Fredrick Fidelis Omulo Gumo (born 1945) is the first-born son to the famous businessman Pius Gumo and Martina Gumo. He belongs to the Abanyala people, a sub-tribe of the Abaluhya tribe of the western Kenya. Gumo has largely kept a low profile since retiring from active politics in 2013 after 38 years. He is remembered for his ‘Kaa Ngumu’ rallying call.

==Education==

He studied diploma in Mechanical Engineering at the Kenya Polytechnic and went on to study a higher diploma in the same field at Metropolitan college in London.

==Political career==

He currently belongs to the ODM and represented the Westlands Constituency in the National Assembly of Kenya from 1994 to 2013. He also served as the member of parliament for Kitale East Constituency following his election in 1979 and went on to serve between 1979 and 1984, his star continued rising after he was re-elected in the 1983 snap election on a KANU party.

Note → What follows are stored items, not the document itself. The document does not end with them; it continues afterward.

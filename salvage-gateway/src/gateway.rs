//! The gateway: retry loop, credential rotation, and backoff.

use crate::credentials::CredentialPool;
use crate::error::GatewayError;
use crate::transport::{HttpTransport, ProviderRequest, Transport, TransportError};
use salvage_core::{CompletionRequest, CompletionResult, ConfigError, SalvageConfig};
use std::sync::Arc;
use std::time::{Duration, Instant};
use tracing::{info, warn};

/// Sleep applied to a 429 response that carries no `retry-after` header.
const DEFAULT_RETRY_AFTER: Duration = Duration::from_secs(10);

/// An owned, injectable gateway over one provider endpoint.
///
/// The gateway holds the credential pool and its rotation cursor, so every
/// caller sharing a `Gateway` (including the self-heal loop, which must reuse
/// the instance that served the initial call) rotates through the same pool
/// and observes the same rate-limit backoff.
#[derive(Debug, Clone)]
pub struct Gateway {
    transport: Arc<dyn Transport>,
    pool: Arc<CredentialPool>,
    backoff: Duration,
    default_model: String,
}

impl Gateway {
    /// Build a gateway over an arbitrary transport.
    pub fn new(
        transport: Arc<dyn Transport>,
        pool: CredentialPool,
        backoff: Duration,
        default_model: impl Into<String>,
    ) -> Self {
        Self {
            transport,
            pool: Arc::new(pool),
            backoff,
            default_model: default_model.into(),
        }
    }

    /// Build the production HTTP gateway from configuration.
    pub fn from_config(config: &SalvageConfig) -> Result<Self, ConfigError> {
        let pool = CredentialPool::new(config.credentials.clone())?;
        let transport = HttpTransport::new(config.base_url.clone(), config.timeout);
        Ok(Self::new(
            Arc::new(transport),
            pool,
            config.backoff,
            config.default_model.clone(),
        ))
    }

    /// The model used when a request does not name one.
    pub fn default_model(&self) -> &str {
        &self.default_model
    }

    /// Pool size, for callers that care about rotation breadth.
    pub fn pool_len(&self) -> usize {
        self.pool.len()
    }

    /// Issue a completion call with default generation parameters.
    pub async fn call(
        &self,
        prompt: &str,
        model: &str,
        max_attempts: u32,
    ) -> Result<CompletionResult, GatewayError> {
        let request = ProviderRequest {
            model: model.to_string(),
            prompt: prompt.to_string(),
            temperature: salvage_core::request::DEFAULT_TEMPERATURE,
            max_tokens: salvage_core::request::DEFAULT_MAX_TOKENS,
        };
        self.run_attempts(&request, max_attempts).await
    }

    /// Issue a completion call for a full [`CompletionRequest`].
    pub async fn complete(
        &self,
        request: &CompletionRequest,
    ) -> Result<CompletionResult, GatewayError> {
        let wire = ProviderRequest {
            model: request
                .model()
                .unwrap_or(&self.default_model)
                .to_string(),
            prompt: request.prompt().to_string(),
            temperature: request.temperature(),
            max_tokens: request.max_tokens(),
        };
        self.run_attempts(&wire, request.max_attempts()).await
    }

    async fn run_attempts(
        &self,
        request: &ProviderRequest,
        max_attempts: u32,
    ) -> Result<CompletionResult, GatewayError> {
        let max_attempts = max_attempts.max(1);
        let started = Instant::now();
        let mut last_error = String::new();

        for attempt in 1..=max_attempts {
            // Each attempt, not each logical request, advances the cursor.
            let (index, credential) = self.pool.next();
            info!(
                attempt,
                max_attempts,
                credential_index = index,
                credential_suffix = credential.suffix(),
                model = %request.model,
                "issuing provider attempt"
            );

            match self.transport.send(request, credential.expose()).await {
                Ok(reply) => {
                    info!(
                        attempt,
                        credential_index = index,
                        content_len = reply.content.len(),
                        "provider attempt succeeded"
                    );
                    return Ok(CompletionResult::new(
                        reply.content,
                        reply.usage,
                        started.elapsed(),
                    ));
                }
                Err(TransportError::RateLimited { retry_after }) => {
                    let wait = retry_after.unwrap_or(DEFAULT_RETRY_AFTER);
                    warn!(
                        attempt,
                        credential_index = index,
                        wait_secs = wait.as_secs_f64(),
                        "rate limited, sleeping before retry"
                    );
                    last_error = TransportError::RateLimited { retry_after }.to_string();
                    if attempt < max_attempts {
                        tokio::time::sleep(wait).await;
                    }
                }
                Err(err @ TransportError::Network { .. }) => {
                    warn!(
                        attempt,
                        credential_index = index,
                        error = %err,
                        "transient network failure"
                    );
                    last_error = err.to_string();
                    if attempt < max_attempts {
                        tokio::time::sleep(self.backoff).await;
                    }
                }
                Err(TransportError::Http { status, body }) => {
                    warn!(attempt, credential_index = index, status, "fatal provider status");
                    return Err(GatewayError::Fatal {
                        status: Some(status),
                        message: format!("status {status}: {body}"),
                    });
                }
                Err(TransportError::Malformed(message)) => {
                    warn!(attempt, credential_index = index, "malformed provider response");
                    return Err(GatewayError::Fatal {
                        status: None,
                        message,
                    });
                }
            }
        }

        Err(GatewayError::Transient {
            attempts: max_attempts,
            last_error,
        })
    }
}

#[cfg(test)]
mod tests {
    use super::*;
    use crate::mock::MockTransport;
    use crate::transport::ProviderReply;
    use salvage_core::{SchemaId, TokenUsage};

    fn pool(n: usize) -> CredentialPool {
        let keys = (1..=n).map(|i| format!("key-number-{i:04}")).collect();
        CredentialPool::new(keys).unwrap()
    }

    fn gateway(transport: MockTransport, n: usize) -> (Gateway, Arc<MockTransport>) {
        let transport = Arc::new(transport);
        let gw = Gateway::new(
            transport.clone(),
            pool(n),
            Duration::from_millis(1),
            "mock-model",
        );
        (gw, transport)
    }

    #[tokio::test]
    async fn test_success_first_attempt() {
        let (gw, transport) = gateway(
            MockTransport::new().with_reply(ProviderReply {
                content: "hello".into(),
                usage: TokenUsage::with_tokens(10, 2),
            }),
            1,
        );
        let result = gw.call("p", "m", 3).await.unwrap();
        assert_eq!(result.text, "hello");
        assert_eq!(result.usage.total_tokens, Some(12));
        assert_eq!(transport.call_count(), 1);
    }

    #[tokio::test]
    async fn test_rate_limit_retries_then_succeeds() {
        let (gw, transport) = gateway(
            MockTransport::new()
                .with_error(TransportError::RateLimited {
                    retry_after: Some(Duration::from_millis(1)),
                })
                .with_error(TransportError::RateLimited {
                    retry_after: Some(Duration::from_millis(1)),
                })
                .with_text("ok"),
            2,
        );
        let result = gw.call("p", "m", 3).await.unwrap();
        assert_eq!(result.text, "ok");
        assert_eq!(transport.call_count(), 3);
        // Pool of two means the retries rotated onto a different credential.
        let suffixes: Vec<String> = transport
            .recorded()
            .iter()
            .map(|call| call.credential_suffix.clone())
            .collect();
        assert!(suffixes.windows(2).any(|w| w[0] != w[1]));
    }

    #[tokio::test]
    async fn test_network_failures_exhaust_to_transient() {
        let (gw, transport) = gateway(
            MockTransport::new()
                .with_error(TransportError::Network {
                    message: "connection refused".into(),
                    timeout: false,
                })
                .with_error(TransportError::Network {
                    message: "timed out".into(),
                    timeout: true,
                }),
            1,
        );
        let err = gw.call("p", "m", 2).await.unwrap_err();
        assert!(err.is_transient());
        assert_eq!(transport.call_count(), 2);
    }

    #[tokio::test]
    async fn test_http_error_is_fatal_immediately() {
        let (gw, transport) = gateway(
            MockTransport::new()
                .with_error(TransportError::Http {
                    status: 401,
                    body: "bad key".into(),
                })
                .with_text("never reached"),
            3,
        );
        let err = gw.call("p", "m", 3).await.unwrap_err();
        assert!(!err.is_transient());
        assert_eq!(transport.call_count(), 1);
    }

    #[tokio::test]
    async fn test_non_ascii_credential_attempt_succeeds() {
        let transport = Arc::new(MockTransport::new().with_text("ok"));
        let pool = CredentialPool::new(vec!["ключ-доступа".into()]).unwrap();
        let gw = Gateway::new(transport.clone(), pool, Duration::from_millis(1), "m");
        let result = gw.call("p", "m", 3).await.unwrap();
        assert_eq!(result.text, "ok");
        assert_eq!(transport.recorded()[0].credential_suffix, "тупа");
    }

    #[tokio::test]
    async fn test_complete_resolves_default_model() {
        let (gw, transport) = gateway(MockTransport::new().with_text("{}"), 1);
        let request = CompletionRequest::new("prompt", SchemaId::IdeaPitch);
        gw.complete(&request).await.unwrap();
        assert_eq!(transport.recorded()[0].model, "mock-model");
    }
}

#[cfg(test)]
mod http_tests {
    use super::*;
    use serde_json::json;
    use wiremock::matchers::{method, path};
    use wiremock::{Mock, MockServer, ResponseTemplate};

    fn http_gateway(base_url: &str, keys: Vec<String>) -> Gateway {
        let pool = CredentialPool::new(keys).unwrap();
        let transport = HttpTransport::new(base_url, Duration::from_secs(5));
        Gateway::new(Arc::new(transport), pool, Duration::from_millis(1), "m")
    }

    #[tokio::test]
    async fn test_rate_limited_twice_then_succeeds_over_http() {
        let server = MockServer::start().await;

        Mock::given(method("POST"))
            .and(path("/chat/completions"))
            .respond_with(ResponseTemplate::new(429).insert_header("retry-after", "0"))
            .up_to_n_times(2)
            .mount(&server)
            .await;
        Mock::given(method("POST"))
            .and(path("/chat/completions"))
            .respond_with(ResponseTemplate::new(200).set_body_json(json!({
                "choices": [{"message": {"content": "{\"title\": \"A\"}"}}],
                "usage": {"prompt_tokens": 20, "completion_tokens": 8, "total_tokens": 28}
            })))
            .mount(&server)
            .await;

        let gateway = http_gateway(&server.uri(), vec!["key-one-aaaa".into(), "key-two-bbbb".into()]);
        let result = gateway.call("generate", "test-model", 3).await.unwrap();

        assert_eq!(result.text, "{\"title\": \"A\"}");
        assert_eq!(result.usage.total_tokens, Some(28));

        let requests = server.received_requests().await.unwrap();
        assert_eq!(requests.len(), 3);
        // With a pool of two, at least one retry carried a different bearer key.
        let auths: Vec<&str> = requests
            .iter()
            .filter_map(|r| r.headers.get("authorization"))
            .filter_map(|v| v.to_str().ok())
            .collect();
        assert!(auths.windows(2).any(|w| w[0] != w[1]));
    }

    #[tokio::test]
    async fn test_server_error_is_fatal_over_http() {
        let server = MockServer::start().await;
        Mock::given(method("POST"))
            .and(path("/chat/completions"))
            .respond_with(ResponseTemplate::new(500).set_body_string("boom"))
            .mount(&server)
            .await;

        let gateway = http_gateway(&server.uri(), vec!["key-one-aaaa".into()]);
        let err = gateway.call("generate", "test-model", 3).await.unwrap_err();
        assert!(matches!(err, GatewayError::Fatal { status: Some(500), .. }));

        let requests = server.received_requests().await.unwrap();
        assert_eq!(requests.len(), 1);
    }
}
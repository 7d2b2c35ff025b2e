//! # salvage-gateway
//!
//! The provider gateway: the only part of the pipeline that touches the
//! network. It owns a pool of interchangeable credentials, rotates them
//! round-robin on every attempt, honors `retry-after` on HTTP 429, applies a
//! fixed backoff to transient transport failures, and surfaces everything
//! else immediately as a fatal error.
//!
//! The HTTP wire format is the OpenAI-compatible chat completion shape:
//! `{model, messages, temperature, max_tokens}` out, a body with
//! `choices[0].message.content` back.
//!
//! ## Example
//!
//! ```rust,no_run
//! use salvage_core::SalvageConfig;
//! use salvage_gateway::Gateway;
//!
//! # async fn run() -> anyhow::Result<()> {
//! let config = SalvageConfig::from_env()?;
//! let gateway = Gateway::from_config(&config)?;
//! let result = gateway.call("Summarize this repo", &config.default_model, 3).await?;
//! println!("{}", result.text);
//! # Ok(())
//! # }
//! ```

#![warn(missing_docs)]
#![deny(unsafe_code)]

pub mod credentials;
pub mod error;
pub mod gateway;
pub mod mock;
pub mod transport;

pub use credentials::{Credential, CredentialPool};
pub use error::GatewayError;
pub use gateway::Gateway;
pub use mock::MockTransport;
pub use transport::{HttpTransport, ProviderReply, ProviderRequest, Transport, TransportError};
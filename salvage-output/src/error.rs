//! Error types for extraction, repair, and validation.

use thiserror::Error;

/// Failure of the syntax repair engine.
#[derive(Debug, Clone, Error)]
pub enum RepairError {
    /// The text contains no brace or bracket structure to recover.
    #[error("no recoverable brace or bracket structure in text")]
    NoStructure,
    /// A structure was found but could not be read even tolerantly.
    #[error("unreadable structure at offset {offset}: {message}")]
    Unreadable {
        /// Byte offset of the failure.
        offset: usize,
        /// What went wrong.
        message: String,
    },
}

/// Failure of schema validation. Triggers the self-heal loop, not a fatal
/// error.
#[derive(Debug, Clone, Error)]
pub enum ValidationError {
    /// The repaired payload was not an object (or an array containing one).
    #[error("payload is not an object")]
    NotAnObject,
    /// One or more required fields are absent or empty.
    #[error("missing required fields: {}", .0.join(", "))]
    MissingFields(Vec<String>),
}

impl ValidationError {
    /// The names of the missing fields, when that is what failed.
    #[must_use]
    pub fn missing_fields(&self) -> &[String] {
        match self {
            Self::MissingFields(fields) => fields,
            Self::NotAnObject => &[],
        }
    }
}
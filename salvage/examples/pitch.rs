//! Run one idea-pitch completion end to end against a real provider.
//!
//! Requires at least `SALVAGE_API_KEY_1` in the environment. Run with:
//!
//! ```sh
//! SALVAGE_API_KEY_1=gsk_... cargo run --example pitch
//! ```

use salvage::prelude::*;
use tracing_subscriber::EnvFilter;

#[tokio::main]
async fn main() -> anyhow::Result<()> {
    tracing_subscriber::fmt()
        .with_env_filter(EnvFilter::try_from_default_env().unwrap_or_else(|_| "info".into()))
        .init();

    let pipeline = Pipeline::from_env()?;
    let request = CompletionRequest::new(
        "Pitch one startup idea for developers who maintain open-source Rust crates. \
         Reply as a JSON object with fields: title, hook, value, evidence, differentiator, \
         call_to_action, score (1-10), mvp_effort (1-10), type.",
        SchemaId::IdeaPitch,
    );

    let outcome = pipeline.process(&request).await;
    for entry in outcome.trail.entries() {
        println!("[{}] {}", entry.at.format("%H:%M:%S%.3f"), entry.stage);
    }
    match outcome.record {
        Ok(record) => {
            println!("\n{}", serde_json::to_string_pretty(record.fields())?);
            for note in record.notes() {
                println!("note: {note}");
            }
        }
        Err(error) => {
            eprintln!("unrecoverable: {error}");
            std::process::exit(1);
        }
    }
    if let Some(total) = outcome.usage.total_tokens {
        println!("tokens used: {total}");
    }
    Ok(())
}
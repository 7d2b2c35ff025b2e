//! # salvage-output
//!
//! The text-wrangling half of the salvage pipeline: isolating a structured
//! candidate from raw completion text, repairing near-valid JSON into strict
//! form, validating and normalizing it against a canonical schema, and, when
//! nothing parseable exists at all, assembling a low-confidence record from
//! free text by heuristics.
//!
//! Everything in this crate is synchronous, CPU-bound, and side-effect free;
//! stages consume immutable candidates and produce new ones.
//!
//! ## Pipeline order
//!
//! 1. [`extract`]: find the most likely structured-data substring.
//! 2. [`repair`] / [`tolerant_parse`]: coerce near-valid text into strict JSON.
//! 3. [`Normalizer::normalize`]: alias, coerce, enforce, default, filter.
//! 4. [`fallback_parse`]: only when steps 1 and 2 fail outright.
//!
//! ## Example
//!
//! ```rust
//! use salvage_core::{Confidence, Provenance, SchemaId};
//! use salvage_output::{extract, tolerant_parse, Normalizer, SchemaDef};
//!
//! let raw = "Sure! Here's your idea:\n```json\n{title: 'A', hook: 'B',}\n```";
//! let schema = SchemaDef::get(SchemaId::IdeaPitch);
//! let candidate = extract(raw, schema.shape).unwrap();
//! let value = tolerant_parse(candidate.text()).unwrap();
//! let (record, _warnings) = Normalizer::new()
//!     .normalize(&value, schema, candidate.provenance(), Confidence::Normal)
//!     .unwrap();
//! assert_eq!(record.get_str("title"), Some("A"));
//! ```

#![warn(missing_docs)]
#![deny(unsafe_code)]

pub mod error;
pub mod extract;
pub mod fallback;
pub mod heuristics;
pub mod repair;
pub mod schema;
pub mod validate;

pub use error::{RepairError, ValidationError};
pub use extract::extract;
pub use fallback::{
    fallback_parse, FallbackStrategy, HeaderSections, KeywordAffinity, NumberedSections,
};
pub use heuristics::{
    default_heuristics, BoilerplateDetector, CitationCheck, DuplicateTitleCheck, QualityHeuristic,
};
pub use repair::{repair, tolerant_parse};
pub use schema::{DefaultValue, FieldKind, FieldSpec, SchemaDef};
pub use validate::Normalizer;
impl Pipeline {
    /// A pipeline over an existing gateway, with default options.
    #[must_use]
    pub fn new(gateway: Gateway) -> Self {
        Self {
            gateway,
            normalizer: Normalizer::new(),
            options: ProcessOptions::default(),
        }
    }

    /// A pipeline from configuration, using the HTTP transport.
    pub fn from_config(config: &SalvageConfig) -> Result<Self, ConfigError> {
        let gateway = Gateway::from_config(config)?;
        let options = ProcessOptions::new().with_max_heal_retries(config.max_heal_retries);
        Ok(Self::new(gateway).with_options(options))
    }

    /// A pipeline from environment variables.
    pub fn from_env() -> Result<Self, ConfigError> {
        Self::from_config(&SalvageConfig::from_env()?)
    }

    /// Apply processing options.
    #[must_use]
    pub fn with_options(mut self, options: ProcessOptions) -> Self {
        self.normalizer = if options.known_titles.is_empty() {
            Normalizer::new()
        } else {
            Normalizer::new().with_known_titles(options.known_titles.iter().map(String::as_str))
        };
        self.options = options;
        self
    }

    /// The gateway backing this pipeline.
    #[must_use]
    pub fn gateway(&self) -> &Gateway {
        &self.gateway
    }

    /// Run one completion request through the full pipeline.
    pub async fn process(&self, request: &CompletionRequest) -> Outcome {
        let schema = SchemaDef::get(request.schema());
        let mut trail = DiagnosticTrail::new();
        let mut usage = TokenUsage::default();

        trail.record(PipelineStage::Requested, Some(request.prompt()), None);
        info!(schema = %schema.id, "pipeline run started");

        let first = match self.gateway.complete(request).await {
            Ok(result) => result,
            Err(err) => {
                warn!(schema = %schema.id, error = %err, "provider gateway failed");
                trail.record_error(
                    PipelineStage::CalledProvider,
                    Some(request.prompt()),
                    &err.to_string(),
                );
                return Outcome {
                    record: Err(ErrorRecord::new(
                        request.schema(),
                        PipelineStage::CalledProvider,
                        vec![err.to_string()],
                    )),
                    trail,
                    usage,
                };
            }
        };
        usage.merge(&first.usage);
        trail.record(PipelineStage::CalledProvider, None, Some(&first.text));

        let mut raw = first.text;
        match self.attempt_structured(&raw, schema, &mut trail) {
            Ok(record) => return self.finish(record, trail, usage),
            Err(StructuredFailure::Repair(err)) => {
                self.salvage_unparseable(&raw, schema, err, trail, usage)
            }
            Err(StructuredFailure::Validation(err)) => {
                let mut errors = vec![err.to_string()];
                for round in 1..=self.options.max_heal_retries {
                    let prompt = heal::correction_prompt(schema, &errors, &raw);
                    info!(schema = %schema.id, round, "issuing self-heal call");
                    trail.record(PipelineStage::SelfHeal, Some(&prompt), None);

                    let model = request
                        .model()
                        .unwrap_or_else(|| self.gateway.default_model())
                        .to_string();
                    match self
                        .gateway
                        .call(&prompt, &model, request.max_attempts())
                        .await
                    {
                        Ok(result) => {
                            usage.merge(&result.usage);
                            trail.record(PipelineStage::CalledProvider, None, Some(&result.text));
                            raw = result.text;
                            match self.attempt_structured(&raw, schema, &mut trail) {
                                Ok(record) => return self.finish(record, trail, usage),
                                Err(failure) => errors.push(failure.message()),
                            }
                        }
                        Err(err) => {
                            trail.record_error(
                                PipelineStage::CalledProvider,
                                Some(&prompt),
                                &err.to_string(),
                            );
                            errors.push(err.to_string());
                            break;
                        }
                    }
                }
                warn!(schema = %schema.id, "self-heal budget exhausted");
                Outcome {
                    record: Err(ErrorRecord::new(
                        request.schema(),
                        PipelineStage::SelfHeal,
                        errors,
                    )
                    .with_raw(snippet(&raw))),
                    trail,
                    usage,
                }
            }
        }
    }

    /// Extract, repair, and validate one completion text.
    fn attempt_structured(
        &self,
        raw: &str,
        schema: &SchemaDef,
        trail: &mut DiagnosticTrail,
    ) -> Result<ValidatedRecord, StructuredFailure> {
        let Some(candidate) = extract(raw, schema.shape) else {
            trail.record_error(
                PipelineStage::RepairFailed,
                Some(raw),
                "no recoverable structure in completion",
            );
            return Err(StructuredFailure::Repair(RepairError::NoStructure));
        };
        trail.record(PipelineStage::Extracted, Some(raw), Some(candidate.text()));

        let value = match tolerant_parse(candidate.text()) {
            Ok(value) => value,
            Err(err) => {
                trail.record_error(
                    PipelineStage::RepairFailed,
                    Some(candidate.text()),
                    &err.to_string(),
                );
                return Err(StructuredFailure::Repair(err));
            }
        };
        let strict = value.to_string();
        trail.record(PipelineStage::Repaired, Some(candidate.text()), Some(&strict));

        match self.normalizer.normalize(
            &value,
            schema,
            candidate.provenance(),
            Confidence::Normal,
        ) {
            Ok((record, warnings)) => {
                trail.record(
                    PipelineStage::Validated,
                    Some(&strict),
                    Some(&format!("{} warnings", warnings.len())),
                );
                Ok(record)
            }
            Err(err) => {
                trail.record_error(PipelineStage::ValidationFailed, Some(&strict), &err.to_string());
                Err(StructuredFailure::Validation(err))
            }
        }
    }

    /// Last resort for completions with no recoverable structure.
    fn salvage_unparseable(
        &self,
        raw: &str,
        schema: &SchemaDef,
        repair_error: RepairError,
        mut trail: DiagnosticTrail,
        usage: TokenUsage,
    ) -> Outcome {
        let mut errors = vec![repair_error.to_string()];
        let stage = if self.options.heuristic_fallback {
            trail.record(PipelineStage::HeuristicFallback, Some(raw), None);
            if let Some(record) = fallback_parse(raw, schema, &self.normalizer) {
                return self.finish(record, trail, usage);
            }
            trail.record_error(
                PipelineStage::HeuristicFallback,
                Some(raw),
                "no fallback strategy produced a record",
            );
            errors.push("heuristic fallback produced nothing".to_string());
            PipelineStage::HeuristicFallback
        } else {
            PipelineStage::RepairFailed
        };
        warn!(schema = %schema.id, "completion was unsalvageable");
        Outcome {
            record: Err(ErrorRecord::new(schema.id, stage, errors).with_raw(snippet(raw))),
            trail,
            usage,
        }
    }

    fn finish(
        &self,
        record: ValidatedRecord,
        mut trail: DiagnosticTrail,
        usage: TokenUsage,
    ) -> Outcome {
        trail.record(
            PipelineStage::Done,
            None,
            Some(&format!(
                "{} record via {}",
                record.schema(),
                record.provenance()
            )),
        );
        info!(
            schema = %record.schema(),
            provenance = %record.provenance(),
            notes = record.notes().len(),
            "pipeline run finished"
        );
        Outcome {
            record: Ok(record),
            trail,
            usage,
        }
    }
}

However, in 1984 Gumo's election was invalidated due to ballot box stuffing. Masinde Muliro won the resulting by-election against a Kalenjin candidate, Hon Joseph Yego in an election marred by widespread election rigging and malpractises.

He would be elected again into parliament in a by-election following the death of Hon Amin Walji, the then MP for Westlands Constituency. In 2013, he retired from active politics and was replaced by Hon Timothy Wanyonyi Wetangula as the representative of the Westlands Constituency.

The veteran politician was also elected mayor of Kitale Municipal Council and chairman of Nairobi City Commission between 1989 and 1992, and he is remembered for facilitating the great migration of communities from Western Province to the Nairobi City when he headed the then City Council of Nairobi.

He also served as the Assistant Minister for Tourism and Wildlife between 2003 and 2007. In 2008, he was appointed Minister for Regional Development Authorities from 2008. In 2012, he was appointed to take over the ministerial duties at the Ministry of Local Government in an acting capacity. The office had fallen vacant after the then deputy Prime Minister Musalia Mudavadi resigned in order to focus his energy on his presidential bid.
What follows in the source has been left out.